Protein geranylgeranylation regulates the balance between T[sub]h17 cells and Foxp3[sup]+ regulatory T cells

Recent studies have suggested that statins, the inhibitors for 3-hydroxy-3-methyglutaryl (HMG)-CoA reductase in the mevalonate pathway, exhibit anti-inflammatory effects. However, the immune modulatory effects of statins on the differentiation of CD4[sup]+ T cells and their underlying mechanisms are still largely unknown.
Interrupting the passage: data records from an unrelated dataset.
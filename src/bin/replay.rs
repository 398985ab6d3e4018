//! `replay` — runs one deterministic candle replay over a configured
//! symbol/date window and writes `summary.json` / `trades.csv` /
//! `equity.json` (§6 "CLI (replay)").

use std::path::PathBuf;
use std::sync::Arc;

use anyhow::{Context, Result};
use clap::Parser;
use rust_decimal::Decimal;
use tracing::{error, info};
use tracing_subscriber::EnvFilter;

use replaylab::application::analyzer::AnalyzerConfig;
use replaylab::application::execution_filter::ExecutionFilterConfig;
use replaylab::application::replay_engine::{CancellationToken, NewsGate, ReplayConfig, ReplayEngine, ReplayOutcome};
use replaylab::application::signal_synth::SignalConfig;
use replaylab::config::{EngineConfig, InstrumentConfig};
use replaylab::domain::candle::Candle;
use replaylab::domain::params::ParameterSet;
use replaylab::domain::ports::{CandleSource, DataSource};
use replaylab::domain::timeframe::Timeframe;
use replaylab::infrastructure::artifacts::write_replay_artifacts;
use replaylab::infrastructure::{DatabaseCandleSource, RemoteHistorySource};
use replaylab::application::data_loader::{FileCandleSource, SyntheticCandleSource};

#[derive(Parser, Debug)]
#[command(name = "replay", about = "Replay historical candles through the SMC strategy pipeline")]
struct Args {
    /// Single symbol or comma-separated list.
    #[arg(long)]
    symbol: String,

    /// Strategy identifier; accepted for CLI parity but the replay core
    /// carries a single parameterized strategy pipeline (§4.3/§9).
    #[arg(long, default_value = "smc")]
    strategy: String,

    #[arg(long)]
    from: String,

    #[arg(long)]
    to: String,

    #[arg(long = "data-source", default_value = "synthetic")]
    data_source: String,

    #[arg(long = "data-path")]
    data_path: Option<String>,

    #[arg(long = "initial-balance", default_value_t = 10_000.0)]
    initial_balance: f64,

    #[arg(long = "output-dir", default_value = "./out")]
    output_dir: PathBuf,
}

fn parse_ymd_ms(s: &str) -> Result<i64> {
    let date = chrono::NaiveDate::parse_from_str(s, "%Y-%m-%d").context("parsing --from/--to as YYYY-MM-DD")?;
    let datetime = date.and_hms_opt(0, 0, 0).unwrap();
    Ok(datetime.and_utc().timestamp_millis())
}

async fn build_source(config: &EngineConfig, args: &Args, tf: Timeframe) -> Result<Arc<dyn CandleSource>> {
    let source = match args.data_source.as_str() {
        "file" => {
            let path = args.data_path.clone().context("--data-path is required for --data-source file")?;
            DataSource::File(path)
        }
        "db" | "database" => {
            let url = config.database_url.clone().context("DATABASE_URL is required for --data-source db")?;
            DataSource::Database(url)
        }
        "remote" => {
            let url = config
                .history_service_url
                .clone()
                .context("HISTORY_SERVICE_URL is required for --data-source remote")?;
            DataSource::Remote(url)
        }
        "synthetic" => DataSource::Synthetic(42),
        other => anyhow::bail!("unknown --data-source: {other}"),
    };

    Ok(match source {
        DataSource::File(path) => Arc::new(FileCandleSource::new(path, tf)),
        DataSource::Database(url) => {
            let pool = sqlx::sqlite::SqlitePoolOptions::new().connect(&url).await?;
            Arc::new(DatabaseCandleSource::new(pool, tf))
        }
        DataSource::Remote(url) => Arc::new(RemoteHistorySource::new(url, tf)),
        DataSource::Synthetic(seed) => Arc::new(SyntheticCandleSource::new(seed, tf)),
    })
}

#[tokio::main]
async fn main() -> Result<()> {
    tracing_subscriber::fmt()
        .with_env_filter(EnvFilter::try_from_default_env().unwrap_or_else(|_| EnvFilter::new("info")))
        .init();

    let args = Args::parse();
    let config = EngineConfig::from_env()?;
    let instrument = InstrumentConfig::default();

    let symbols: Vec<String> = args.symbol.split(',').map(|s| s.trim().to_string()).collect();
    let from_ms = parse_ymd_ms(&args.from)?;
    let to_ms = parse_ymd_ms(&args.to)?;

    let source = build_source(&config, &args, Timeframe::M1).await?;

    let mut bars: Vec<(String, Candle)> = Vec::new();
    for symbol in &symbols {
        match source.load(symbol, from_ms, to_ms).await {
            Ok(candles) => bars.extend(candles.into_iter().map(|c| (symbol.clone(), c))),
            Err(e) => {
                error!(symbol, error = %e, "failed to load candle history");
                return Ok(std::process::exit(1));
            }
        }
    }
    // Merged, strictly time-ordered by (timestamp, symbol) (§4.6 "Ordering
    // guarantees").
    bars.sort_by(|a, b| (a.1.timestamp_ms, &a.0).cmp(&(b.1.timestamp_ms, &b.0)));

    if bars.is_empty() {
        error!("no candles loaded for requested symbols/range");
        std::process::exit(1);
    }

    let replay_config = ReplayConfig {
        strategy: args.strategy.clone(),
        initial_balance: Decimal::try_from(args.initial_balance).unwrap_or(Decimal::from(10_000)),
        risk_percent: Decimal::ONE,
        contract_size: instrument.contract_size,
        pip_size: instrument.pip_size,
        pip_value: instrument.pip_value,
        min_lot: Decimal::new(1, 2),
        max_lot: Decimal::from(10),
        equity_snapshot_every_n_bars: 60,
        htf: Timeframe::H4,
        itf: Timeframe::H1,
        ltf: Timeframe::M15,
        htf_bars: 100,
        itf_bars: 100,
        ltf_bars: 100,
    };

    let engine = ReplayEngine::new(
        replay_config,
        AnalyzerConfig::default(),
        SignalConfig::default(),
        ExecutionFilterConfig {
            session_start_minute: 0,
            session_end_minute: 1440,
            max_spread_pips: Decimal::from(3),
            min_minutes_between_trades: 15,
            max_daily_trades: 10,
            max_concurrent_per_symbol: 2,
            max_concurrent_per_direction: None,
            max_concurrent_global: 10,
            max_daily_risk_dollars_per_symbol: Decimal::from(1000),
            max_daily_risk_dollars_global: Decimal::from(5000),
            confluence_threshold: 60,
        },
    );

    let cancel = CancellationToken::new();
    let cancel_for_signal = cancel.clone();
    tokio::spawn(async move {
        if tokio::signal::ctrl_c().await.is_ok() {
            info!("cancellation requested, flushing partial results at next bar boundary");
            cancel_for_signal.cancel();
        }
    });

    let news_gate = NewsGate::new();
    let params = ParameterSet::default();

    info!(symbols = ?symbols, from = args.from, to = args.to, bars = bars.len(), "starting replay");

    let outcome = engine.run(&bars, &params, &news_gate, &cancel);
    match outcome {
        Ok(ReplayOutcome::Completed(result)) => {
            write_replay_artifacts(&args.output_dir, &result, "COMPLETED")?;
            info!(run_id = %result.run_id, trades = result.trades.len(), "replay completed");
            Ok(())
        }
        Ok(ReplayOutcome::Cancelled(result)) => {
            write_replay_artifacts(&args.output_dir, &result, "PARTIAL")?;
            info!(run_id = %result.run_id, "replay cancelled; partial results flushed");
            std::process::exit(130);
        }
        Err(e) => {
            error!(error = %e, "replay aborted");
            std::process::exit(1);
        }
    }
}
To address these issues, we examined the effect of simvastatin and inhibitors for protein farnesylation and geranylgeranylation on the differentiation of IL-17-producing T cells (T[sub]h17 cells) and Foxp3[sup]+ CD4[sup]+ T cells. Simvastatin inhibited the differentiation of T[sub]h17 cells through the inhibition of HMG-CoA reductase activity but enhanced the differentiation of Foxp3[sup]+ CD4[sup]+ T cells. Geranylgeranyltransferase I inhibitor, GGTI-298, but not farnesyltransferase inhibitor, FTI-277, mimicked the effects of simvastatin, indicating that the inhibition of protein geranylgeranylation is responsible for the effects. Moreover, Foxp3[sup]+ CD4[sup]+ T cells developed in the presence of transforming growth factor-β and GGTI-298 functioned as regulatory T cells (Tregs) in in vitro T cell proliferation assay as well as in an autoimmune colitis model. Finally, GGTI-298 induced SOCS3 expression and inhibited IL-6-induced signal transducers and activators of transcription3 phosphorylation in CD4[sup]+ T cells. Taken together, these results indicate that protein geranylgeranylation enhances the differentiation of T[sub]h17 cells and inhibits the differentiation of Foxp3[sup]+ Tregs partly via the inhibition of SOCS3 expression.